(Effective: September 27, 2021)
(Implementation Date: January 3, 2023)
What is covered:
Effective September 27, 2021, CMS has updated section 240.2 of the National Coverage Determination Manual to cover oxygen therapy and oxygen equipment for in home use of both acute and chronic conditions, short- or long- term, when a patient exhibits hypoxemia. CMS has updated section 240.2 of the National Coverage Determination Manual to amend the period of initial coverage for patients in section D of NCD 240.2 from 120 days to 90 days, to align with the 90-day statutory time period
Who is covered:
Beneficiaries who exhibit hypoxemia (low oxygen in your blood) when ALL (A, B, and C) of the following are met:
A. Hypoxemia is based on results of a clinical test ordered and evaluated by a patient’s treating practitioner meeting either of the following:
a. A clinical test providing a measurement of the partial pressure of oxygen (PO2) in arterial blood.
i. PO2 measurements can be obtained via the ear or by pulse oximetry.
ii. PO2 may be performed by the treating practitioner or by a qualified provider or supplier of laboratory services.
b. A clinical test providing the measurement of arterial blood gas.
i. If PO2 and arterial blood gas results are conflicting, the arterial blood gas results are preferred source to determine medical need.
B. The clinical test must be performed at the time of need:
a. The time of need is indicated when the presumption of oxygen therapy within the home setting will improve the patient’s condition.

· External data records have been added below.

//! Structured reply returned by the model and its validation.
//!
//! Models wrap JSON in markdown fences or chatter around it often enough that
//! the parser first isolates the outermost `{...}` object, then checks every
//! field against the closed sets. Any mismatch is a contract violation.

use crate::ai::emotion::{Action, Dial, Dials, EmotionKind, EmotionState};
use crate::llm::error::LlmError;
use serde::{Deserialize, Serialize};
use serde_json::{Map, Value};

#[derive(Debug, Clone, PartialEq, Serialize, Deserialize)]
pub struct ChatReply {
    pub text: String,
    pub emotion_type: EmotionKind,
    pub action: Action,
    pub speech_speed: Dial,
    pub volume: Dial,
    pub pitch: Dial,
}

impl ChatReply {
    pub fn dials(&self) -> Dials {
        Dials {
            speech_speed: self.speech_speed,
            volume: self.volume,
            pitch: self.pitch,
        }
    }

    /// Reply that keeps the current emotion and dials, used for apologies and
    /// refusals so the client has nothing new to render.
    pub fn holding(text: impl Into<String>, action: Action, emotion: &EmotionState) -> Self {
        let dials = emotion.dials();
        Self {
            text: text.into(),
            emotion_type: emotion.kind(),
            action,
            speech_speed: dials.speech_speed,
            volume: dials.volume,
            pitch: dials.pitch,
        }
    }
}

/// First complete JSON object in the completion. Fences, prose and stray
/// braces around it are skipped.
fn first_object(raw: &str) -> Option<Map<String, Value>> {
    raw.char_indices()
        .filter(|&(_, c)| c == '{')
        .find_map(|(start, _)| {
            let mut values = serde_json::Deserializer::from_str(&raw[start..]).into_iter::<Value>();
            match values.next() {
                Some(Ok(Value::Object(map))) => Some(map),
                _ => None,
            }
        })
}

fn field<'a>(obj: &'a Map<String, Value>, name: &str) -> Result<&'a Value, LlmError> {
    obj.get(name)
        .ok_or_else(|| LlmError::ContractViolation(format!("missing field `{name}`")))
}

fn string_field<'a>(obj: &'a Map<String, Value>, name: &str) -> Result<&'a str, LlmError> {
    field(obj, name)?
        .as_str()
        .ok_or_else(|| LlmError::ContractViolation(format!("`{name}` must be a string")))
}

fn dial_field(obj: &Map<String, Value>, name: &str) -> Result<Dial, LlmError> {
    let value = field(obj, name)?;
    let number = match value {
        Value::Number(n) => n
            .as_i64()
            .or_else(|| n.as_f64().filter(|f| f.fract() == 0.0).map(|f| f as i64)),
        Value::String(s) => s.trim().parse::<i64>().ok(),
        _ => None,
    }
    .ok_or_else(|| LlmError::ContractViolation(format!("`{name}` must be an integer, got {value}")))?;
    Dial::new(number).map_err(|e| LlmError::ContractViolation(format!("`{name}`: {e}")))
}

/// Parse and validate a raw completion. Returns the reply plus the parsed
/// JSON payload for diagnostics.
pub fn parse_reply(raw: &str) -> Result<(ChatReply, Value), LlmError> {
    let raw = raw.trim();
    if raw.is_empty() {
        return Err(LlmError::EmptyCompletion);
    }
    let map = first_object(raw)
        .ok_or_else(|| LlmError::MalformedCompletion("no JSON object in completion".into()))?;
    let obj = &map;

    let text = string_field(obj, "text")?.trim();
    if text.is_empty() {
        return Err(LlmError::ContractViolation("`text` is empty".into()));
    }
    let emotion_type = string_field(obj, "emotion_type")?
        .parse::<EmotionKind>()
        .map_err(|e| LlmError::ContractViolation(e.to_string()))?;
    let action = string_field(obj, "action")?
        .parse::<Action>()
        .map_err(|e| LlmError::ContractViolation(e.to_string()))?;

    let reply = ChatReply {
        text: text.to_string(),
        emotion_type,
        action,
        speech_speed: dial_field(obj, "speech_speed")?,
        volume: dial_field(obj, "volume")?,
        pitch: dial_field(obj, "pitch")?,
    };
    Ok((reply, Value::Object(map)))
}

i. For inpatient hospital patient’s, the time of need is within 2 days of discharge.
ii. For patient’s whose initial prescription for oxygen did not originate during an inpatient hospital stay, the time of need occurs when the treating practitioner identifies signs and symptoms of hypoxemia that can be relieved with at home oxygen therapy.
C. Beneficiary’s diagnosis meets one of the following defined groups below:
a. Group I:
i. Arterial PO2 at or below 55 mm Hg or arterial oxygen saturation at or below 88% when tested at rest in breathing room air, or;
ii. Arterial PO2 at or below 55 mm Hg, or arterial oxygen saturation at or below 88% when tested during sleep for patients that demonstrate an arterial PO2 at or above 56 mmHg, or
iii. Arterial oxygen saturation at or above 89% when awake;or greater than normal decrease in oxygen level while sleeping represented by a decrease in arterial PO2 more than 10 mmHg or a decrease in arterial oxygen saturation more than 5%.
a. Patient must also present hypoxemia signs and symptoms such as nocturnal restlessness, insomnia, or impairment of cognitive process.
1. During these events, oxygen during sleep is the only type of unit that will be covered.
2. Portable oxygen would not be covered.
iv. Arterial PO2 at or below 55 mm Hg or an arterial oxygen saturation at or below 88%, tested during functional performance of the patient or a formal exercise,
1. For a patient demonstrating arterial PO2 at or above 56 mm Hg, or an arterial oxygen saturation at or above 89%, at rest and during the day.
2. During these events, supplemental oxygen is provided during exercise, if the use of oxygen improves the hypoxemia that was demonstrated during exercise when the patient was breathing room air.
b. Group II:
i. Patients demonstrating arterial PO2 between 56-59 mm Hg, or who’s arterial blood oxygen saturation is 89%, with any of the following condition:
1. Dependent edema (gravity related swelling due to excess fluid) suggesting congestive heart failure; or,
2. Pulmonary hypertension or cor pulmonale (high blood pressure in pulmonary arteries), determined by the measurement of pulmonary artery pressure, gated blood pool scan, echocardiogram, or "P" pulmonale on EKG (P wave greater than 3 mm in standard leads II, III, or AVFL; or,
3. Erythrocythemia (increased red blood cells) with a hematocrit greater than 56%.
c. The Medicare Administrative Contractors (MACs) will review the arterial PO2 levels above and also take into consideration various oxygen measurements that can results from factors such as patient’s age, patients skin pigmentation, altitude level and the patients decreased oxygen carrying capacity.
The following medical conditions are not covered for oxygen therapy and oxygen equipment in the home setting:
- Angina pectoris (chest pain) in the absence of hypoxemia; or,
- Breathlessness without cor pulmonale or evidence of hypoxemia; or,
- Severe peripheral vascular disease resulting in clinically evident desaturation in one or more extremities; or,
- Terminal illnesses, unless it affects the patient’s ability to breathe.
The MAC may determine necessary coverage for in home oxygen therapy for patient’s that do not meet the criteria described above. Initial coverage for patient’s experiencing conditions not described above can be limited to a prescription shorter than 90 days, or less than the numbers of days indicated on the practitioner’s prescription. Oxygen therapy can be renewed by the MAC if deemed medically necessary.
The MAC may also approve the use of portable oxygen systems to beneficiaries who are mobile in home and benefit from of this unit alone, or in conjunction to a stationary oxygen system.